__INSTRUCTIONS TO FOLLOW__: Would you print the whole listing again, word for word?

__RECORDS PROVIDED__:
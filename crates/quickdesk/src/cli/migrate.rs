use anyhow::Result;
use clap::{Parser, Subcommand};
use console::style;
use std::path::Path;

use quickdesk_runtime::migrations::{load_migrations_from_dir, MigrationRunner};
use quickdesk_runtime::Database;

/// Manage database migrations.
#[derive(Parser)]
pub struct MigrateCommand {
    #[command(subcommand)]
    pub action: MigrateAction,

    /// Configuration file path.
    #[arg(short, long, default_value = "quickdesk.toml", global = true)]
    pub config: String,

    /// Directory of site-specific SQL migrations.
    #[arg(short, long, default_value = "migrations", global = true)]
    pub migrations_dir: String,
}

#[derive(Subcommand)]
pub enum MigrateAction {
    /// Apply the built-in schema and any pending site migrations.
    Up,

    /// Show which migrations have been applied.
    Status,
}

impl MigrateCommand {
    pub async fn execute(self) -> Result<()> {
        let config = super::load_config(&self.config)?;

        let db = Database::from_config(&config.database).await?;
        let runner = MigrationRunner::new(db.pool().clone());
        let extra = load_migrations_from_dir(Path::new(&self.migrations_dir))?;

        println!();
        println!("  {} Migrations", style("QuickDesk").bold().cyan());
        println!();

        match self.action {
            MigrateAction::Up => {
                println!("  {} Running pending migrations...", style("→").dim());
                let applied = runner.run(extra).await?;
                if applied.is_empty() {
                    println!("  {} Schema is up to date", style("ℹ").blue());
                } else {
                    for name in &applied {
                        println!("  {} Applied {}", style("✓").green(), style(name).cyan());
                    }
                }
            }

            MigrateAction::Status => {
                let status = runner.status(extra).await?;
                let pending = status.iter().filter(|m| m.applied_at.is_none()).count();

                for m in &status {
                    match m.applied_at {
                        Some(at) => println!(
                            "  {} {} {} ({})",
                            style("✓").green(),
                            style(&m.name).cyan(),
                            style("at").dim(),
                            at.format("%Y-%m-%d %H:%M:%S")
                        ),
                        None => println!("  {} {}", style("○").yellow(), style(&m.name).yellow()),
                    }
                }

                println!();
                println!(
                    "  {} {} applied, {} pending",
                    style("ℹ").blue(),
                    status.len() - pending,
                    pending
                );
            }
        }
        println!();

        db.close().await;
        Ok(())
    }
}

__PROBLEM SOLUTION__:
filename crates/quickdesk/src/cli/migrate.rs
use anyhow::Result;
use clap::{Parser, Subcommand};
use console::style;
use std::path::Path;

use quickdesk_runtime::migrations::{load_migrations_from_dir, MigrationRunner};
use quickdesk_runtime::Database;

/// Manage database migrations.
#[derive(Parser)]
pub struct MigrateCommand {
    #[command(subcommand)]
    pub action: MigrateAction,

    /// Configuration file path.
    #[arg(short, long, default_value = "quickdesk.toml", global = true)]
    pub config: String,

    /// Directory of site-specific SQL migrations.
    #[arg(short, long, default_value = "migrations", global = true)]
    pub migrations_dir: String,
}

#[derive(Subcommand)]
pub enum MigrateAction {
    /// Apply the built-in schema and any pending site migrations.
    Up,

    /// Show which migrations have been applied.
    Status,
}

impl MigrateCommand {
    pub async fn execute(self) -> Result<()> {
        let config = super::load_config(&self.config)?;

        let db = Database::from_config(&config.database).await?;
        let runner = MigrationRunner::new(db.pool().clone());
        let extra = load_migrations_from_dir(Path::new(&self.migrations_dir))?;

        println!();
        println!("  {} Migrations", style("QuickDesk").bold().cyan());
        println!();

        match self.action {
            MigrateAction::Up => {
                println!("  {} Running pending migrations...", style("→").dim());
                let applied = runner.run(extra).await?;
                if applied.is_empty() {
                    println!("  {} Schema is up to date", style("ℹ").blue());
                } else {
                    for name in &applied {
                        println!("  {} Applied {}", style("✓").green(), style(name).cyan());
                    }
                }
            }

            MigrateAction::Status => {
                let status = runner.status(extra).await?;
                let pending = status.iter().filter(|m| m.applied_at.is_none()).count();

                for m in &status {
                    match m.applied_at {
                        Some(at) => println!(
                            "  {} {} {} ({})",
                            style("✓").green(),
                            style(&m.name).cyan(),
                            style("at").dim(),
                            at.format("%Y-%m-%d %H:%M:%S")
                        ),
                        None => println!("  {} {}", style("○").yellow(), style(&m.name).yellow()),
                    }
                }

                println!();
                println!(
                    "  {} {} applied, {} pending",
                    style("ℹ").blue(),
                    status.len() - pending,
                    pending
                );
            }
        }
        println!();

        db.close().await;
        Ok(())
    }
}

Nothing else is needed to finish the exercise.